En términos teóricos, durante los siglos XIX y XX los dirigentes y los partidos políticos suscribían la necesidad de una evolución institucional y pacífica de la república, la consolidación de la democracia a través de reformas legales y acuerdos amplios. No obstante, históricamente los sectores más diversos aceptaron la violencia constituyente o la que alteró el rumbo político del país: así fue tanto en prácticamente todos los partidos contra Balmaceda en 1891, los liberales de Alessandri en 1925 y la derecha y los sectores que apoyaron a Pinochet y la Constitución de 1980. Con ello, la condena de la violencia se relativizaba, como ocurre cuando actúa como un instrumento “útil” o funcional para los objetivos políticos o históricos de un momento determinado.
Hay otro aspecto del análisis de Martín Hopenhayn que merece especial atención, como es el problema de las disonancias. Al respecto, es interesante lo que plantea sobre la “disonancia entre la autoimagen de definir la historia y carecer de poder real. Juventud lejana a la ‘política representativa’ y cercana a la ‘política expresiva’”. El tema se vincula con una pregunta que plantea el autor, que resulta clave: “¿Cómo se inscribe el lugar de la violencia, y su relación con la política, en la generación/juventud que protagoniza el estallido en octubre pasado?” En la práctica, un sector de la juventud tomó la decisión de utilizar la violencia para manifestar su rabia, su protesta contra el sistema o su impaciencia frente a los abusos y la falta de cambios. Parece relevante considerar otro aspecto político de relevancia: dicha violencia encontró rápida justificación y un apoyo relativamente amplio en la sociedad y en parte del espectro político, especialmente en las agrupaciones de izquierda.
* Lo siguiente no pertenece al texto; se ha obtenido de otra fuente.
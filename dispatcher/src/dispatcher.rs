//! Polling loop and worker supervision

use crate::builder::EnvelopeBuilder;
use crate::metrics::DispatcherMetrics;
use crate::worker::{self, Relay, Shared};
use crate::Result;
use channel_pool::{Channel, ChannelPool};
use chrono::Utc;
use ledger_core::LedgerGateway;
use std::sync::Arc;
use std::time::Duration;
use tokio::sync::{mpsc, Mutex};
use tokio::task::JoinHandle;
use tokio::time::MissedTickBehavior;
use tokio_util::sync::CancellationToken;
use tracing::{debug, info, warn};
use tx_queue::{TransactionQueue, TransactionRecord};

/// Claims queued transactions and submits them through a pool of channels
#[derive(Debug)]
pub struct Dispatcher {
    shared: Arc<Shared>,
    poll_interval: Duration,
}

impl Dispatcher {
    /// Create a dispatcher
    pub fn new(
        queue: Arc<dyn TransactionQueue>,
        gateway: Arc<dyn LedgerGateway>,
        builder: EnvelopeBuilder,
        metrics: Arc<DispatcherMetrics>,
        poll_interval: Duration,
    ) -> Self {
        Self {
            shared: Arc::new(Shared {
                queue,
                gateway,
                builder,
                metrics,
            }),
            poll_interval,
        }
    }

    /// Load the channels and spawn the poller and one worker per channel.
    ///
    /// Fails if any channel cannot be loaded; nothing is spawned in that case.
    pub async fn start(
        self,
        channels: Vec<Channel>,
        cancel: CancellationToken,
    ) -> Result<DispatcherHandle> {
        let pool = ChannelPool::load(channels, self.shared.gateway.as_ref()).await?;
        self.report_stuck_rows().await;

        let (sender, receiver) = mpsc::channel(pool.len());
        let relay: Relay = Arc::new(Mutex::new(receiver));

        let workers = pool
            .iter()
            .map(|channel| {
                tokio::spawn(worker::run(
                    channel.clone(),
                    relay.clone(),
                    self.shared.clone(),
                ))
            })
            .collect();

        let poller = tokio::spawn(poll_loop(
            self.shared.queue.clone(),
            self.shared.metrics.clone(),
            sender,
            self.poll_interval,
            cancel.clone(),
        ));

        info!(
            channels = pool.len(),
            poll_interval_ms = self.poll_interval.as_millis() as u64,
            "Dispatcher started"
        );

        Ok(DispatcherHandle {
            cancel,
            poller,
            workers,
        })
    }

    /// Start and wait until `cancel` fires and every worker has drained.
    pub async fn run(self, channels: Vec<Channel>, cancel: CancellationToken) -> Result<()> {
        self.start(channels, cancel).await?.join().await
    }

    /// Rows left in `sending` by an earlier process need an operator: their submission may or
    /// may not have reached the ledger.
    async fn report_stuck_rows(&self) {
        match self.shared.queue.list_sending_before(Utc::now()).await {
            Ok(rows) if rows.is_empty() => {}
            Ok(rows) => {
                warn!(count = rows.len(), "Transactions left in sending by a previous run");
                for row in rows {
                    warn!(
                        tx_id = row.id,
                        external_id = %row.external_id,
                        hash = ?row.hash,
                        sending_at = ?row.sending_at,
                        "Stuck in sending; check the ledger by hash before resolving"
                    );
                }
            }
            Err(e) => warn!(error = %e, "Could not list transactions stuck in sending"),
        }
    }
}

/// Handle to a running dispatcher
#[derive(Debug)]
pub struct DispatcherHandle {
    cancel: CancellationToken,
    poller: JoinHandle<()>,
    workers: Vec<JoinHandle<()>>,
}

impl DispatcherHandle {
    /// Stop polling. Rows already in the relay are still processed.
    pub fn cancel(&self) {
        self.cancel.cancel();
    }

    /// Wait for the poller and every worker to exit
    pub async fn join(self) -> Result<()> {
        self.poller.await?;
        for worker in self.workers {
            worker.await?;
        }
        info!("Dispatcher stopped");
        Ok(())
    }

    /// Cancel and wait for the workers to drain
    pub async fn shutdown(self) -> Result<()> {
        self.cancel();
        self.join().await
    }
}

async fn poll_loop(
    queue: Arc<dyn TransactionQueue>,
    metrics: Arc<DispatcherMetrics>,
    sender: mpsc::Sender<TransactionRecord>,
    poll_interval: Duration,
    cancel: CancellationToken,
) {
    let mut ticker = tokio::time::interval(poll_interval);
    ticker.set_missed_tick_behavior(MissedTickBehavior::Delay);
    let max = sender.max_capacity();

    loop {
        tokio::select! {
            biased;
            _ = cancel.cancelled() => break,
            _ = ticker.tick() => {}
        }

        let free = sender.capacity();
        metrics.relay_depth.set((max - free) as i64);
        if free == 0 {
            continue;
        }

        let rows = match queue.claim_pending(free).await {
            Ok(rows) => rows,
            Err(e) => {
                warn!(error = %e, "Claim failed; retrying next tick");
                continue;
            }
        };
        if rows.is_empty() {
            continue;
        }

        debug!(count = rows.len(), "Claimed transactions");
        metrics.record_claimed(rows.len());
        for row in rows {
            let tx_id = row.id;
            if sender.send(row).await.is_err() {
                // Only possible if every worker is gone
                warn!(tx_id, "Relay closed; claimed transaction left in sending");
                return;
            }
        }
    }

    // Dropping the sender lets workers finish the relay and exit
    drop(sender);
    info!("Polling stopped");
}
//! Dispatcher configuration
//!
//! Loaded from a TOML file or from `DISPATCHER_*` environment variables (a `.env` file is read
//! first when present).

use crate::{DispatchError, Result};
use ledger_core::{AccountId, Asset};
use serde::{Deserialize, Serialize};
use std::fmt;
use std::path::Path;
use std::time::Duration;

/// String that never shows up in `Debug` output
#[derive(Clone, Default, PartialEq, Eq, Serialize, Deserialize)]
#[serde(transparent)]
pub struct Secret(String);

impl Secret {
    /// Wrap a secret value
    pub fn new(value: impl Into<String>) -> Self {
        Self(value.into())
    }

    /// Raw value
    pub fn expose(&self) -> &str {
        &self.0
    }

    fn is_empty(&self) -> bool {
        self.0.trim().is_empty()
    }
}

impl fmt::Debug for Secret {
    fn fmt(&self, f: &mut fmt::Formatter<'_>) -> fmt::Result {
        f.write_str("Secret(***)")
    }
}

/// Dispatcher configuration
#[derive(Debug, Clone, Default, Serialize, Deserialize)]
#[serde(default)]
pub struct Config {
    /// Queue database
    pub database: DatabaseConfig,

    /// Ledger gateway
    pub gateway: GatewayConfig,

    /// Network and envelope parameters
    pub network: NetworkConfig,

    /// Signing identities
    pub signers: SignerConfig,

    /// Polling
    pub dispatch: DispatchConfig,
}

/// Database configuration
#[derive(Debug, Clone, Serialize, Deserialize)]
#[serde(default)]
pub struct DatabaseConfig {
    /// Connection string (may contain credentials)
    pub url: Secret,

    /// Pool size
    pub max_connections: u32,
}

impl Default for DatabaseConfig {
    fn default() -> Self {
        Self {
            url: Secret::new("postgres://localhost/dispatcher"),
            max_connections: 10,
        }
    }
}

/// Gateway configuration
#[derive(Debug, Clone, Serialize, Deserialize)]
#[serde(default)]
pub struct GatewayConfig {
    /// Base URL of the REST gateway
    pub url: String,

    /// Per-request timeout (milliseconds)
    pub timeout_ms: u64,
}

impl Default for GatewayConfig {
    fn default() -> Self {
        Self {
            url: "http://localhost:8000".to_string(),
            timeout_ms: 30_000,
        }
    }
}

impl GatewayConfig {
    /// Per-request timeout
    pub fn timeout(&self) -> Duration {
        Duration::from_millis(self.timeout_ms)
    }
}

/// Network configuration
#[derive(Debug, Clone, Serialize, Deserialize)]
#[serde(default)]
pub struct NetworkConfig {
    /// Passphrase the network id is derived from
    pub passphrase: String,

    /// `native` or `CODE:ISSUER`
    pub asset: String,

    /// Fee per operation
    pub base_fee: u32,
}

impl Default for NetworkConfig {
    fn default() -> Self {
        Self {
            passphrase: "Test SDF Network ; September 2015".to_string(),
            asset: "native".to_string(),
            base_fee: 100,
        }
    }
}

impl NetworkConfig {
    /// Parse the configured asset
    pub fn asset(&self) -> Result<Asset> {
        let raw = self.asset.trim();
        if raw.eq_ignore_ascii_case("native") {
            return Ok(Asset::Native);
        }
        match raw.split_once(':') {
            Some((code, issuer)) if !issuer.is_empty() => {
                Ok(Asset::credit(code, AccountId::new(issuer))?)
            }
            _ => Err(DispatchError::Config(format!(
                "asset must be 'native' or 'CODE:ISSUER', got '{}'",
                raw
            ))),
        }
    }
}

/// Signing identities
#[derive(Debug, Clone, Default, Serialize, Deserialize)]
#[serde(default)]
pub struct SignerConfig {
    /// Hex seed of the account payments are sent from
    pub funding_seed: Secret,

    /// Hex seeds of the channel accounts
    pub channel_seeds: Vec<Secret>,
}

/// Polling configuration
#[derive(Debug, Clone, Serialize, Deserialize)]
#[serde(default)]
pub struct DispatchConfig {
    /// Interval between claim attempts (milliseconds)
    pub poll_interval_ms: u64,
}

impl Default for DispatchConfig {
    fn default() -> Self {
        Self {
            poll_interval_ms: 1_000,
        }
    }
}

impl DispatchConfig {
    /// Interval between claim attempts
    pub fn poll_interval(&self) -> Duration {
        Duration::from_millis(self.poll_interval_ms)
    }
}

impl Config {
    /// Load from a TOML file
    pub fn from_file(path: impl AsRef<Path>) -> Result<Self> {
        let content = std::fs::read_to_string(path)?;
        toml::from_str(&content)
            .map_err(|e| DispatchError::Config(format!("Failed to parse config: {}", e)))
    }

    /// Load from environment variables, reading `.env` first
    pub fn from_env() -> Result<Self> {
        dotenv::dotenv().ok();
        Self::from_lookup(|key| std::env::var(key).ok())
    }

    /// Build from an arbitrary variable source, starting from defaults
    pub fn from_lookup(lookup: impl Fn(&str) -> Option<String>) -> Result<Self> {
        let mut config = Config::default();

        if let Some(url) = lookup("DISPATCHER_DATABASE_URL") {
            config.database.url = Secret::new(url);
        }
        if let Some(n) = lookup("DISPATCHER_DATABASE_MAX_CONNECTIONS") {
            config.database.max_connections =
                parse_var("DISPATCHER_DATABASE_MAX_CONNECTIONS", &n)?;
        }
        if let Some(url) = lookup("DISPATCHER_GATEWAY_URL") {
            config.gateway.url = url;
        }
        if let Some(ms) = lookup("DISPATCHER_GATEWAY_TIMEOUT_MS") {
            config.gateway.timeout_ms = parse_var("DISPATCHER_GATEWAY_TIMEOUT_MS", &ms)?;
        }
        if let Some(passphrase) = lookup("DISPATCHER_NETWORK_PASSPHRASE") {
            config.network.passphrase = passphrase;
        }
        if let Some(asset) = lookup("DISPATCHER_ASSET") {
            config.network.asset = asset;
        }
        if let Some(fee) = lookup("DISPATCHER_BASE_FEE") {
            config.network.base_fee = parse_var("DISPATCHER_BASE_FEE", &fee)?;
        }
        if let Some(seed) = lookup("DISPATCHER_FUNDING_SEED") {
            config.signers.funding_seed = Secret::new(seed);
        }
        if let Some(seeds) = lookup("DISPATCHER_CHANNEL_SEEDS") {
            config.signers.channel_seeds = seeds
                .split(',')
                .map(str::trim)
                .filter(|s| !s.is_empty())
                .map(Secret::new)
                .collect();
        }
        if let Some(ms) = lookup("DISPATCHER_POLL_INTERVAL_MS") {
            config.dispatch.poll_interval_ms = parse_var("DISPATCHER_POLL_INTERVAL_MS", &ms)?;
        }

        Ok(config)
    }

    /// Reject configurations the dispatcher cannot start with
    pub fn validate(&self) -> Result<()> {
        if self.signers.channel_seeds.is_empty() {
            return Err(DispatchError::Config("at least one channel seed is required".into()));
        }
        if self.signers.funding_seed.is_empty() {
            return Err(DispatchError::Config("funding seed is required".into()));
        }
        if self.dispatch.poll_interval_ms == 0 {
            return Err(DispatchError::Config("poll interval must be positive".into()));
        }
        if self.network.base_fee == 0 {
            return Err(DispatchError::Config("base fee must be positive".into()));
        }
        if self.database.max_connections == 0 {
            return Err(DispatchError::Config(
                "database pool needs at least one connection".into(),
            ));
        }
        self.network.asset()?;
        Ok(())
    }
}

fn parse_var<T: std::str::FromStr>(key: &str, value: &str) -> Result<T>
where
    T::Err: fmt::Display,
{
    value
        .trim()
        .parse()
        .map_err(|e| DispatchError::Config(format!("{}='{}': {}", key, value, e)))
}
En este plano resurgen las explicaciones positivas de origen ideológico para justificar la violencia, que se mezclan con otras más coyunturales o de oportunidad: el cansancio de la gente contra el abuso o la existencia de una violencia previa de parte del Estado (cuyas raíces ideológicas también son claras). Con todo, el mundo político que justifica la violencia lo hace de manera oblicua, se manifiesta con ambigüedades, teme un compromiso demasiado claro y transparente. Por lo mismo, con el paso de los días, o semanas o meses procura canalizar institucionalmente la protesta, ordenar el caos y detener la violencia por la vía de acoger algunas de sus propuestas, sean estas supuestas o reales.
Con ello, históricamente, la explosión social se detiene, al menos parcialmente, hasta un próximo estallido popular.